SOM #4: Soil Organic Matter and its influence on biological processes
Soil health is described in many different ways, but one expression which is most useful is the definition from the USDA.
The USDA describes soil health as being “the capacity of a soil to function as a vital living ecosystem that sustains plants, animals and humans”. This view has been commended by leaders in the field of regenerative agriculture as a potential turning point in how important society and policymakers value soil. Including the word “living” in the words of some is a huge step forward, because it recognises that the soil is a “living entity” and not a benign material open to continued manipulation and exploitation without consequence.

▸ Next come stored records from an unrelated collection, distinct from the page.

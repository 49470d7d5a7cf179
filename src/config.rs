use crate::ml::PredictionConfig;
use serde::{Deserialize, Serialize};
use std::path::PathBuf;

/// Main application configuration
#[derive(Debug, Clone, Default, Serialize, Deserialize)]
pub struct Config {
    /// Server configuration
    #[serde(default)]
    pub server: ServerConfig,

    /// Relational database configuration
    #[serde(default)]
    pub database: DatabaseConfig,

    /// Model store configuration
    #[serde(default)]
    pub model_store: ModelStoreConfig,

    /// Training and forecasting parameters
    #[serde(default)]
    pub prediction: PredictionConfig,

    /// Observability configuration
    #[serde(default)]
    pub observability: ObservabilityConfig,
}

impl Config {
    /// Load configuration from file and environment
    pub fn load() -> Result<Self, config::ConfigError> {
        let config_path =
            std::env::var("CONFIG_PATH").unwrap_or_else(|_| "config/default.toml".to_string());

        config::Config::builder()
            // Start with default values
            .add_source(config::File::from_str(
                include_str!("../config/default.toml"),
                config::FileFormat::Toml,
            ))
            // Override with config file if it exists
            .add_source(config::File::with_name(&config_path).required(false))
            // Override with environment variables (prefix: RISK_FORECAST_)
            .add_source(
                config::Environment::with_prefix("RISK_FORECAST")
                    .separator("__")
                    .try_parsing(true),
            )
            .build()?
            .try_deserialize()
    }

    /// Address the HTTP server binds to
    pub fn bind_address(&self) -> String {
        format!("{}:{}", self.server.host, self.server.port)
    }
}

#[derive(Debug, Clone, Serialize, Deserialize)]
pub struct ServerConfig {
    /// HTTP server host
    #[serde(default = "default_host")]
    pub host: String,

    /// HTTP server port
    #[serde(default = "default_port")]
    pub port: u16,

    /// Allowed CORS origins; empty allows any origin
    #[serde(default)]
    pub cors_origins: Vec<String>,
}

impl Default for ServerConfig {
    fn default() -> Self {
        Self {
            host: default_host(),
            port: default_port(),
            cors_origins: Vec::new(),
        }
    }
}

#[derive(Debug, Clone, Serialize, Deserialize)]
pub struct DatabaseConfig {
    /// MySQL connection string, or `memory://` for the in-memory store
    #[serde(default = "default_database_url")]
    pub url: String,

    /// Connection pool size
    #[serde(default = "default_max_connections")]
    pub max_connections: u32,

    /// Create missing tables at startup
    #[serde(default = "default_true")]
    pub run_migrations: bool,
}

impl DatabaseConfig {
    pub fn is_in_memory(&self) -> bool {
        self.url.starts_with("memory://")
    }
}

impl Default for DatabaseConfig {
    fn default() -> Self {
        Self {
            url: default_database_url(),
            max_connections: default_max_connections(),
            run_migrations: default_true(),
        }
    }
}

#[derive(Debug, Clone, Serialize, Deserialize)]
pub struct ModelStoreConfig {
    /// Model store backend type
    #[serde(default)]
    pub backend: ModelStoreBackend,

    /// Path for the embedded database (sled)
    pub path: Option<PathBuf>,
}

impl Default for ModelStoreConfig {
    fn default() -> Self {
        Self {
            backend: ModelStoreBackend::default(),
            path: Some(PathBuf::from("data/models")),
        }
    }
}

#[derive(Debug, Clone, Copy, Serialize, Deserialize, Default, PartialEq, Eq)]
#[serde(rename_all = "snake_case")]
pub enum ModelStoreBackend {
    #[default]
    Sled,
    Memory,
}

#[derive(Debug, Clone, Serialize, Deserialize)]
pub struct ObservabilityConfig {
    /// Log level
    #[serde(default = "default_log_level")]
    pub log_level: String,

    /// Enable JSON logging
    #[serde(default)]
    pub json_logs: bool,

    /// Enable Prometheus metrics
    #[serde(default = "default_true")]
    pub prometheus_enabled: bool,
}

impl Default for ObservabilityConfig {
    fn default() -> Self {
        Self {
            log_level: default_log_level(),
            json_logs: false,
            prometheus_enabled: default_true(),
        }
    }
}

// Default value functions
fn default_host() -> String {
    "0.0.0.0".to_string()
}

fn default_port() -> u16 {
    5000
}

fn default_database_url() -> String {
    "mysql://root@localhost:3306/incidentes".to_string()
}

fn default_max_connections() -> u32 {
    10
}

fn default_log_level() -> String {
    "info".to_string()
}

fn default_true() -> bool {
    true
}
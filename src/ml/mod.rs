//! Per-delegation risk classification and incident forecasting
//!
//! This module provides:
//! - Feature encoding with an explicit column schema
//! - A random forest risk-level classifier
//! - Model persistence through the model store
//! - On-demand training and staleness-driven retraining
//! - Synthetic incident generation from frequency tables and the classifier

pub mod classifier;
pub mod features;
pub mod models;
pub mod predictor;
pub mod registry;
pub mod sampling;
pub mod trainer;

pub use classifier::{Classifier, ForestParams, RiskClassifier};
pub use features::{encode_training_rows, EncodedDataset, FeatureRow, FeatureSchema};
pub use models::{
    FrequencyTable, ModelSource, ModelSummary, PredictionConfig, TrainedModel, TrainingOutcome,
    DEFAULT_HOUR_WEIGHTS,
};
pub use predictor::{generic_locations, generic_types, Predictor, GENERIC_INCIDENT_TYPES};
pub use registry::{FrequencyKind, ModelRegistry};
pub use trainer::Trainer;
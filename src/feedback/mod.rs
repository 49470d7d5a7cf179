//! Operator feedback on synthetic incidents.
//!
//! Confirmed or corrected predictions are staged in the relational store and
//! immediately retrain their delegation's model. A separate migration step
//! promotes staged rows into the historical incident table.

use crate::error::{AppError, Result};
use crate::metrics::{FEEDBACK_RECORDS_TOTAL, PREDICTIONS_MIGRATED_TOTAL};
use crate::ml::{PredictionConfig, Trainer};
use crate::models::{ConfirmedPrediction, MigrationOutcome};
use crate::state::IncidentRepository;
use serde::Serialize;
use std::sync::Arc;
use tracing::{info, warn};

/// What happened after a feedback record was staged
#[derive(Debug, Clone, PartialEq, Eq, Serialize)]
pub struct FeedbackReceipt {
    pub prediction_id: String,
    pub delegation_id: i64,
    /// Whether the follow-up training produced a model
    pub retrained: bool,
}

/// Migration result plus the delegations whose retraining produced a model
#[derive(Debug, Clone, PartialEq, Serialize)]
pub struct MigrationReport {
    pub migrated: u64,
    pub delegation_ids: Vec<i64>,
    pub retrained: Vec<i64>,
}

/// Records feedback and promotes confirmed predictions
#[derive(Clone)]
pub struct FeedbackService {
    repository: Arc<dyn IncidentRepository>,
    trainer: Trainer,
    config: Arc<PredictionConfig>,
}

impl FeedbackService {
    pub fn new(
        repository: Arc<dyn IncidentRepository>,
        trainer: Trainer,
        config: Arc<PredictionConfig>,
    ) -> Self {
        Self {
            repository,
            trainer,
            config,
        }
    }

    /// Stage a confirmed prediction and retrain its delegation.
    ///
    /// Rejects identifiers without the synthetic prefix. Training runs
    /// synchronously; a training failure does not fail the call.
    pub async fn record_feedback(&self, prediction: ConfirmedPrediction) -> Result<FeedbackReceipt> {
        if !prediction
            .prediction_id
            .starts_with(&self.config.prediction_prefix)
        {
            return Err(AppError::Validation(format!(
                "Incident id '{}' is not a prediction (expected prefix '{}')",
                prediction.prediction_id, self.config.prediction_prefix
            )));
        }

        if self
            .repository
            .get_delegation(prediction.delegation_id)
            .await?
            .is_none()
        {
            return Err(AppError::NotFound(format!(
                "Delegation {} not found",
                prediction.delegation_id
            )));
        }

        self.repository
            .record_confirmed_prediction(&prediction)
            .await?;
        FEEDBACK_RECORDS_TOTAL.inc();

        let retrained = self.trainer.train(prediction.delegation_id).await.is_some();
        info!(
            prediction_id = %prediction.prediction_id,
            delegation_id = prediction.delegation_id,
            confirmed = prediction.confirmed,
            retrained,
            "Feedback recorded"
        );

        Ok(FeedbackReceipt {
            prediction_id: prediction.prediction_id,
            delegation_id: prediction.delegation_id,
            retrained,
        })
    }

    /// Promote every confirmed, unmigrated prediction and retrain the
    /// delegations that received rows
    pub async fn migrate_confirmed(&self) -> Result<MigrationReport> {
        let MigrationOutcome {
            migrated,
            delegation_ids,
        } = self.repository.migrate_confirmed_predictions().await?;
        PREDICTIONS_MIGRATED_TOTAL.inc_by(migrated);

        let mut retrained = Vec::new();
        for &delegation_id in &delegation_ids {
            if self.trainer.train(delegation_id).await.is_some() {
                retrained.push(delegation_id);
            } else {
                warn!(delegation_id, "No model after migration retrain");
            }
        }

        info!(
            migrated,
            delegations = delegation_ids.len(),
            retrained = retrained.len(),
            "Confirmed predictions migrated"
        );

        Ok(MigrationReport {
            migrated,
            delegation_ids,
            retrained,
        })
    }
}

In my previous blogs (click here to find them), we have been looking at the influences of soil texture on soil organic matter (SOM) content and how nutrient supply is affected by SOM. In this final blog of the series, NRM has been delving into the data to look at the differences in soil biological activity in different soil textures and how it might be influenced by SOM content.
Breakthroughs in soil testing
The soil is home to organisms of all shapes and sizes, making up 1-5% of total SOM levels. The majority of bacteria and fungi existing in soil (> 95%) were not able to be studied until recent times, but new molecular techniques are beginning to reveal the genetic fingerprints of previously unknown organisms.
Much of our current understanding of the roles of bacteria and fungi in soil is therefore derived from approaches which treat micro-organisms in soil as a single unit. This is referred to as the soil microbial biomass.
The most recognised and cost-effective method of evaluating soil biological activity is a test called Solvita®. The test was originally developed in the US several years ago, but it has been adapted to work in UK soils and it forms the biological basis of NRM’s soil health package.
What is the Solvita® CO2-Burst test and how is it useful for growers?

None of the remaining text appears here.